I was reading in Joshua today and came upon the place where Joshua encountered a heavenly helper and inquired whether he was “for us or against us” - he replied simply that he was neither, he was here as commander of the Lord's army. I'm so glad that the government of His kingdom rests on His shoulders. I have proven to be a poor manager of many things, even when I was convinced I could be good. I love that He has come to be Victor over all, and I am glad that everything in me that I despise is a part of that great “all” that He will conquer.

Well, I'm rambling on and on and hopping around with so many different thoughts that I'm probably sounding incoherent. I promised to tell you about this load, and it is 45,000 pounds of wooden blocks. That's right, 40 pallets of approximately 8” x 8” wooden blocks. The gentleman who loaded me this morning said that they are used at the Caterpillar plant as spacers when building some type of flooring in one of the large pieces of equipment they manufacture there.

I'm going to bed now, going to get up early in the morning and see if I can get this load delivered tomorrow so I can move on to something else that is hopefully headed south! It's too cold up here. I'm in Steele Missouri tonight on I-55 at the Deerefield Travel Center.

Wednesday, January 7, 2015

Rolling Down The Highway Again

I'm back on the job today after a nice lengthy stay at my comfortable little house. It is January the 7th, and I've been home since Dec. 23rd. I so enjoyed this nice break with my dear family, and getting to see many of my close friends at church was a nice reward also. It really is unheard of for an over the road truck driver to have this kind of a break at home. When I arrived at the SAPA plant today I asked my dispatcher if this sort of thing takes place every year at Christmas, and he said yes. Apparently they close the plant for a week for maintenance and re-tooling of the equipment. So once they get the plant back up and running there is still a lag in time until they are pumping out their product at the rate we are accustomed to. Consequently it is really slow this time of year for the drivers like me who are dedicated to keeping this account's freight moving across the country.

Even though they asked me to come back today it turned out that they didn't have a load for me to get after all, so they found me a regular flat-bed load that I can haul that picks up in Richton, MS and delivers to Aurora, IL. I've been to Aurora many times, it is a suburb of Chicago. The weather ought to be really tough up there this time of year. I'm parked tonight at a truck stop about thirty miles outside of Richton, and I will be starting my day tomorrow around 4:30 in the morning. I'm picking up at a place called American Wood, and delivering it to a Caterpillar plant in Aurora. I don't know yet what I'm getting, but I'm assuming it is some lumber or wood of some sort. It could be the lumber that the Caterpillar plant uses to make crates with – I don't know, but I'll let you know what I've got with my next post.
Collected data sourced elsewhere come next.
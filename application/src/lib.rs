//! Application layer for quizzly
//!
//! This crate contains use cases, port definitions, the question provider
//! strategies and application configuration. It depends only on the domain
//! layer.

pub mod config;
pub mod ports;
pub mod providers;
pub mod use_cases;

// Re-export commonly used types
pub use config::{BehaviorConfig, ReplayMode};
pub use ports::{
    llm_gateway::{GatewayError, LlmGateway, LlmSession},
    progress::{NoProgress, ProgressNotifier},
    question_provider::{GENERATION_FAILED_MESSAGE, GenerationError, QuestionProvider},
};
pub use providers::{BankQuestionProvider, LlmQuestionProvider};
pub use use_cases::countdown::{Countdown, CountdownHandle, TICK_PERIOD, next_tick};
pub use use_cases::orchestrator::{
    PendingGeneration, QuizError, QuizOrchestrator, QuizPhase, Replay,
};
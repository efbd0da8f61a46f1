//! Question bank loader

use quizzly_domain::{DomainError, Question, QuestionBank};
use std::path::{Path, PathBuf};
use thiserror::Error;
use tracing::{debug, info};

/// Bank bundled with the binary
const EMBEDDED_BANK: &str = include_str!("../../data/questions.json");

/// Errors that can occur while loading a question bank
#[derive(Error, Debug)]
pub enum BankLoadError {
    #[error("Failed to read question bank {path}: {source}")]
    Io {
        path: PathBuf,
        source: std::io::Error,
    },

    #[error("Invalid question bank JSON in {origin}: {source}")]
    Parse {
        origin: String,
        source: serde_json::Error,
    },

    #[error("Question {id} in {origin} has duplicate options")]
    DuplicateOptions { origin: String, id: u32 },

    #[error("Invalid question bank {origin}: {source}")]
    Invalid { origin: String, source: DomainError },
}

/// Loads question banks from JSON
pub struct BankLoader;

impl BankLoader {
    /// Load the configured bank, or the bundled one when no path is given
    pub fn load(path: Option<&Path>) -> Result<QuestionBank, BankLoadError> {
        match path {
            Some(path) => Self::from_path(path),
            None => Self::embedded(),
        }
    }

    pub fn embedded() -> Result<QuestionBank, BankLoadError> {
        let bank = Self::from_json(EMBEDDED_BANK, "bundled bank")?;
        debug!("Loaded bundled bank with {} questions", bank.len());
        Ok(bank)
    }

    pub fn from_path(path: &Path) -> Result<QuestionBank, BankLoadError> {
        let json = std::fs::read_to_string(path).map_err(|source| BankLoadError::Io {
            path: path.to_path_buf(),
            source,
        })?;
        let bank = Self::from_json(&json, &path.display().to_string())?;
        info!(
            "Loaded {} questions from {}",
            bank.len(),
            path.display()
        );
        Ok(bank)
    }

    /// Parse and validate a JSON array of questions
    pub fn from_json(json: &str, origin: &str) -> Result<QuestionBank, BankLoadError> {
        let questions: Vec<Question> =
            serde_json::from_str(json).map_err(|source| BankLoadError::Parse {
                origin: origin.to_string(),
                source,
            })?;

        if let Some(q) = questions.iter().find(|q| !q.has_distinct_options()) {
            return Err(BankLoadError::DuplicateOptions {
                origin: origin.to_string(),
                id: q.id(),
            });
        }

        QuestionBank::new(questions).map_err(|source| BankLoadError::Invalid {
            origin: origin.to_string(),
            source,
        })
    }
}
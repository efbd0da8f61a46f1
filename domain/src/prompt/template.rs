//! Prompt template for question generation

use crate::core::difficulty::DifficultySetting;

/// Templates for the question-generation request
pub struct QuizPromptTemplate;

impl QuizPromptTemplate {
    /// System instruction sent alongside every generation request
    pub fn system() -> &'static str {
        r#"You are a quiz author who writes accurate, unambiguous multiple choice questions.
Every question has exactly one correct answer and three plausible distractors.
You reply with JSON only."#
    }

    /// One-line instruction describing the requested difficulty
    pub fn difficulty_instruction(difficulty: DifficultySetting) -> String {
        match difficulty.fixed() {
            Some(d) => format!("All questions should be {} difficulty", d),
            None => "Mix of easy, medium, and hard questions".to_string(),
        }
    }

    /// User prompt asking for `count` questions about `topic`
    pub fn generation_prompt(topic: &str, count: usize, difficulty: DifficultySetting) -> String {
        format!(
            r#"Generate exactly {count} multiple choice questions about "{topic}".

Requirements:
- {instruction}
- Each question must have exactly 4 options (A, B, C, D)
- Only one correct answer per question
- Questions should be diverse and interesting
- Avoid repetitive or overly similar questions

Return the response as a valid JSON array with this exact structure:
[
  {{
    "id": 1,
    "topic": "{topic}",
    "difficulty": "easy|medium|hard",
    "question": "Question text here?",
    "options": ["Option A", "Option B", "Option C", "Option D"],
    "correct": 0
  }}
]

Important:
- The "correct" field should be the index (0-3) of the correct answer in the options array
- Make sure the JSON is valid and properly formatted
- Do not include any text before or after the JSON array
- Each question should have a unique id starting from 1"#,
            instruction = Self::difficulty_instruction(difficulty),
        )
    }
}
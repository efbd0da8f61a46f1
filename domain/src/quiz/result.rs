//! Quiz result snapshot and its derived statistics

use crate::core::question::{POINTS_PER_QUESTION, Question};
use serde::{Deserialize, Serialize};

/// Final outcome of a quiz session (Value Object)
///
/// Only the score and the question count are stored; everything shown on the
/// results screen is derived from them.
#[derive(Debug, Clone, Copy, PartialEq, Eq, Serialize, Deserialize)]
pub struct QuizResult {
    pub score: u32,
    pub total_questions: usize,
}

/// Badge shown next to the results
#[derive(Debug, Clone, Copy, PartialEq, Eq)]
pub enum PerformanceTier {
    Trophy,
    Target,
    Zap,
}

impl QuizResult {
    pub fn new(score: u32, total_questions: usize) -> Self {
        Self {
            score,
            total_questions,
        }
    }

    pub fn max_score(&self) -> u32 {
        self.total_questions as u32 * POINTS_PER_QUESTION
    }

    fn ratio(&self) -> f64 {
        let max = self.max_score();
        if max == 0 {
            0.0
        } else {
            f64::from(self.score) / f64::from(max) * 100.0
        }
    }

    /// Accuracy rounded to the nearest whole percent
    pub fn percentage(&self) -> u32 {
        self.ratio().round() as u32
    }

    pub fn correct_answers(&self) -> u32 {
        self.score / POINTS_PER_QUESTION
    }

    pub fn incorrect_answers(&self) -> u32 {
        (self.total_questions as u32).saturating_sub(self.correct_answers())
    }

    /// Headline for the results screen, based on the unrounded accuracy
    pub fn performance_message(&self) -> &'static str {
        let pct = self.ratio();
        if pct >= 90.0 {
            "EXCEPTIONAL PERFORMANCE"
        } else if pct >= 80.0 {
            "OUTSTANDING KNOWLEDGE"
        } else if pct >= 70.0 {
            "SOLID UNDERSTANDING"
        } else if pct >= 60.0 {
            "GOOD FOUNDATION"
        } else if pct >= 50.0 {
            "ROOM FOR GROWTH"
        } else {
            "KEEP PUSHING FORWARD"
        }
    }

    pub fn performance_tier(&self) -> PerformanceTier {
        match self.percentage() {
            90.. => PerformanceTier::Trophy,
            70.. => PerformanceTier::Target,
            _ => PerformanceTier::Zap,
        }
    }
}

/// Score for a set of answers: 10 points for every answer matching its question
///
/// Unanswered slots and answers without a matching question score nothing.
pub fn calculate_score(answers: &[Option<usize>], questions: &[Question]) -> u32 {
    answers
        .iter()
        .zip(questions)
        .filter(|(answer, question)| answer.is_some_and(|a| question.is_correct(a)))
        .count() as u32
        * POINTS_PER_QUESTION
}
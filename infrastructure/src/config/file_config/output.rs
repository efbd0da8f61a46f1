//! Output configuration from TOML (`[output]` section)

use quizzly_domain::OutputFormat;
use serde::{Deserialize, Serialize};

// Re-export OutputFormat from domain for convenience
pub use quizzly_domain::OutputFormat as FileOutputFormat;

/// Raw output configuration from TOML
#[derive(Debug, Clone, Serialize, Deserialize)]
#[serde(default)]
pub struct FileOutputConfig {
    /// Print-mode format (uses domain type)
    pub format: OutputFormat,
    /// Enable colored terminal output
    pub color: bool,
}

impl Default for FileOutputConfig {
    fn default() -> Self {
        Self {
            format: OutputFormat::Full,
            color: true,
        }
    }
}
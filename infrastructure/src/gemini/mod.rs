//! Google Gemini adapter
//!
//! Implements the [`LlmGateway`](quizzly_application::LlmGateway) port over
//! the `generateContent` REST endpoint with `reqwest`.

pub mod error;
pub mod gateway;
pub mod protocol;
pub mod session;

pub use error::GeminiError;
pub use gateway::{GeminiConfig, GeminiLlmGateway};
pub use session::GeminiSession;
//! Progress reporting for question generation

use colored::Colorize;
use indicatif::{ProgressBar, ProgressStyle};
use quizzly_application::ProgressNotifier;
use quizzly_domain::QuizSettings;
use std::sync::{Mutex, PoisonError};
use std::time::Duration;

/// Spinner shown on stderr while questions are being generated
pub struct ProgressReporter {
    spinner: Mutex<Option<ProgressBar>>,
}

impl ProgressReporter {
    pub fn new() -> Self {
        Self {
            spinner: Mutex::new(None),
        }
    }

    fn spinner_style() -> ProgressStyle {
        ProgressStyle::default_spinner()
            .template("{spinner:.green} {prefix:.bold.cyan} {msg} {elapsed:.dim}")
            .unwrap_or_else(|_| ProgressStyle::default_spinner())
    }

    fn describe(settings: &QuizSettings) -> String {
        format!(
            "{} {} questions on '{}'",
            settings.question_count(),
            settings.difficulty,
            settings.topic
        )
    }
}

impl Default for ProgressReporter {
    fn default() -> Self {
        Self::new()
    }
}

impl ProgressNotifier for ProgressReporter {
    fn on_generation_start(&self, provider: &str, settings: &QuizSettings) {
        let pb = ProgressBar::new_spinner();
        pb.set_style(Self::spinner_style());
        pb.set_prefix(provider.to_string());
        pb.set_message(Self::describe(settings));
        pb.enable_steady_tick(Duration::from_millis(100));

        let mut slot = self.spinner.lock().unwrap_or_else(PoisonError::into_inner);
        if let Some(previous) = slot.replace(pb) {
            previous.finish_and_clear();
        }
    }

    fn on_generation_complete(&self, success: bool, count: usize) {
        let spinner = self
            .spinner
            .lock()
            .unwrap_or_else(PoisonError::into_inner)
            .take();
        if let Some(pb) = spinner {
            if success {
                pb.finish_with_message(format!("{} {} questions ready", "v".green(), count));
            } else {
                pb.finish_with_message(format!("{} generation failed", "x".red()));
            }
        }
    }
}

/// Plain text progress for non-interactive output
pub struct SimpleProgress;

impl ProgressNotifier for SimpleProgress {
    fn on_generation_start(&self, provider: &str, settings: &QuizSettings) {
        eprintln!(
            "{} {} via {}",
            "->".cyan(),
            ProgressReporter::describe(settings).bold(),
            provider
        );
    }

    fn on_generation_complete(&self, success: bool, count: usize) {
        if success {
            eprintln!("  {} {} questions ready", "v".green(), count);
        } else {
            eprintln!("  {} generation failed", "x".red());
        }
    }
}
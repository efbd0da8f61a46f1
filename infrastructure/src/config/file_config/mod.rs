//! Raw TOML configuration data types
//!
//! These structs represent the exact structure of the TOML config file.
//! They are deserialized directly and use domain types where appropriate.

mod bank;
mod output;
mod provider;
mod quiz;

pub use bank::{FileBankConfig, FileLoggingConfig};
pub use output::{FileOutputConfig, FileOutputFormat};
pub use provider::{DEFAULT_GEMINI_ENDPOINT, FileProviderConfig, FileProviderKind};
pub use quiz::FileQuizConfig;

use serde::{Deserialize, Serialize};
use thiserror::Error;

/// Configuration validation errors
#[derive(Debug, Error, PartialEq, Eq)]
pub enum ConfigValidationError {
    #[error("provider.timeout_seconds cannot be 0")]
    InvalidTimeout,

    #[error("quiz.question_count cannot be 0")]
    InvalidQuestionCount,

    #[error("provider.model cannot be empty")]
    EmptyModelName,
}

/// Complete file configuration (raw TOML structure)
#[derive(Debug, Clone, Default, Serialize, Deserialize)]
#[serde(default)]
pub struct FileConfig {
    /// Question source settings
    pub provider: FileProviderConfig,
    /// Setup screen defaults and replay behavior
    pub quiz: FileQuizConfig,
    /// Local question bank
    pub bank: FileBankConfig,
    /// Print-mode output settings
    pub output: FileOutputConfig,
    /// Log file settings
    pub logging: FileLoggingConfig,
}

impl FileConfig {
    /// Reject values that would make the application unusable
    pub fn validate(&self) -> Result<(), ConfigValidationError> {
        if self.provider.timeout_seconds == 0 {
            return Err(ConfigValidationError::InvalidTimeout);
        }
        if self.quiz.question_count == 0 {
            return Err(ConfigValidationError::InvalidQuestionCount);
        }
        if self.provider.model.as_str().trim().is_empty() {
            return Err(ConfigValidationError::EmptyModelName);
        }
        Ok(())
    }
}

#[cfg(test)]
mod tests {
    use super::*;
    use quizzly_application::ReplayMode;
    use quizzly_domain::{DifficultySetting, Model, OutputFormat};

    #[test]
    fn test_deserialize_full_config() {
        let toml_str = r#"
[provider]
kind = "remote"
model = "gemini-2.5-flash-lite"
endpoint = "http://localhost:8080"
timeout_seconds = 20

[quiz]
topic = "Jazz"
question_count = 5
difficulty = "medium"
replay = "same"

[bank]
path = "extra-questions.json"

[output]
format = "full"
color = false

[logging]
file = "/tmp/quizzly-test.log"
"#;

        let config: FileConfig = toml::from_str(toml_str).unwrap();
        assert_eq!(config.provider.model, Model::Gemini25FlashLite);
        assert_eq!(config.provider.endpoint, "http://localhost:8080");
        assert_eq!(config.quiz.question_count, 5);
        assert_eq!(config.quiz.difficulty, DifficultySetting::Medium);
        assert_eq!(config.quiz.replay, ReplayMode::SameQuestions);
        assert_eq!(
            config.bank.path.as_deref(),
            Some(std::path::Path::new("extra-questions.json"))
        );
        assert_eq!(config.output.format, OutputFormat::Full);
        assert!(!config.output.color);
        assert!(config.logging.file.is_some());
        assert!(config.validate().is_ok());
    }

    #[test]
    fn test_deserialize_partial_config() {
        let toml_str = r#"
[quiz]
difficulty = "easy"
"#;

        let config: FileConfig = toml::from_str(toml_str).unwrap();
        assert_eq!(config.quiz.difficulty, DifficultySetting::Easy);
        // Defaults should apply
        assert_eq!(config.quiz.question_count, 10);
        assert_eq!(config.provider.kind, FileProviderKind::Remote);
        assert_eq!(config.provider.model, Model::Gemini25Flash);
        assert!(config.output.color);
    }

    #[test]
    fn test_default_config_is_valid() {
        assert!(FileConfig::default().validate().is_ok());
    }

    #[test]
    fn test_validate_rejects_bad_values() {
        let mut config = FileConfig::default();
        config.provider.timeout_seconds = 0;
        assert_eq!(config.validate(), Err(ConfigValidationError::InvalidTimeout));

        let mut config = FileConfig::default();
        config.quiz.question_count = 0;
        assert_eq!(
            config.validate(),
            Err(ConfigValidationError::InvalidQuestionCount)
        );

        let mut config = FileConfig::default();
        config.provider.model = Model::Custom(String::new());
        assert_eq!(config.validate(), Err(ConfigValidationError::EmptyModelName));
    }
}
I'm pulling a “Connestoga” trailer that had some tears in the fabric. My dispatcher asked me if I could repair it and I said yes, so I took some PVC glue that I had on my truck and some old scrap pieces of tarp that I keep on board for this very purpose and made an extra 45 dollars today in about an hours worth of work. He said he would put it on my pay listed as a local delivery. Not bad for doing my dispatcher a favor!

It's about 8:00 p.m. And I'm getting ready to go to bed – I want to be well rested for my early start tomorrow. I will drive as much as I legally can tomorrow, then shut down for ten hours and start early again on Friday so that I can get up to Chicago and get unloaded on Friday with hopefully enough time left to catch a load for the weekend. The last thing I want to do is sit up in Chicago for the weekend. I'll let you know how those best laid plans of mice and men turn out.